A few days later, the iconic Megaphone photo that so perfectly captures the reality of recent America

A Black woman and a white woman started a DEI consulting firm that lucratively exploited the Starbucks Bathroom Racism Outrage for years. But then, the Upper Case–American wondered why she should split the profits equally with the lower-case American…

One of the major trends I’ve documented in recent years is how the Theory of Intersectionality has conquered people’s minds.

The basic assumption of contemporary America is, of course, that The Oppressed should be in charge. But the Theory of Intersectionality contends that black women, being black and being women, are Doubly Oppressed and thus should be Even More in Charge. Just think of all the amazing insights they must have come up with since 1619 that we don’t know about due to White Supremacy.

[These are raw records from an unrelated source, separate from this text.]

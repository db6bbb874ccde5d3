// SPDX-License-Identifier: PMPL-1.0-or-later
// Copyright (c) 2026 Jonathan D.A. Jewell (hyperpolymath) <jonathan.jewell@open.ac.uk>
//
// Geometry analysis of foreground pixels.

pub mod geometry;

pub use geometry::{bounding_box, centroid};
// SPDX-License-Identifier: PMPL-1.0-or-later
// Copyright (c) 2026 Jonathan D.A. Jewell (hyperpolymath) <jonathan.jewell@open.ac.uk>
//
// Unified error types for Strokepad.

use thiserror::Error;

/// Top-level error type for all Strokepad operations.
#[derive(Debug, Error)]
pub enum StrokepadError {
    // -- Geometry errors --
    #[error("image has no foreground pixels")]
    EmptyImage,

    #[error("invalid image dimensions {width}x{height}")]
    InvalidDimensions { width: i64, height: i64 },

    #[error("pixel ({x}, {y}) outside {width}x{height} image")]
    OutOfBounds {
        x: usize,
        y: usize,
        width: usize,
        height: usize,
    },

    #[error("shape mismatch: expected {expected} elements, got {actual}")]
    ShapeMismatch { expected: usize, actual: usize },

    // -- Configuration --
    #[error("invalid configuration: {0}")]
    Config(String),

    // -- Inference --
    #[error("inference failed: {0}")]
    Inference(String),

    #[error("no inference engine available on this build")]
    EngineUnavailable,

    // -- Storage / persistence --
    #[error("file I/O error: {0}")]
    Io(#[from] std::io::Error),

    #[error("serialization error: {0}")]
    Serialization(#[from] serde_json::Error),
}

impl StrokepadError {
    /// Build an `InvalidDimensions` error from any pair of signed or unsigned sizes.
    pub fn invalid_dimensions(width: impl TryInto<i64>, height: impl TryInto<i64>) -> Self {
        Self::InvalidDimensions {
            width: width.try_into().unwrap_or(i64::MAX),
            height: height.try_into().unwrap_or(i64::MAX),
        }
    }
}

/// Alias used throughout the codebase.
pub type Result<T> = std::result::Result<T, StrokepadError>;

From the Los Angeles Times news section:

A Black woman and a white woman went viral fighting racism. Then they stopped speaking to each other

Two women who witnessed two Black men arrested at Starbucks
… met when they witnessed two Black men arrested at a Philadelphia Starbucks. They became friends and launched an anti-racism nonprofit. Then things fell apart.

BY JAWEED KALEEM
NATIONAL CORRESPONDENT

MAY 17, 2023 3 AM PT

Few know the names Michelle Saahene or Melissa DePino. But millions have heard the beginning of their story.

They were witnesses at a Philadelphia Starbucks five years ago when two Black businessmen asked to use the restroom and a white barista called police, who led the men away in handcuffs.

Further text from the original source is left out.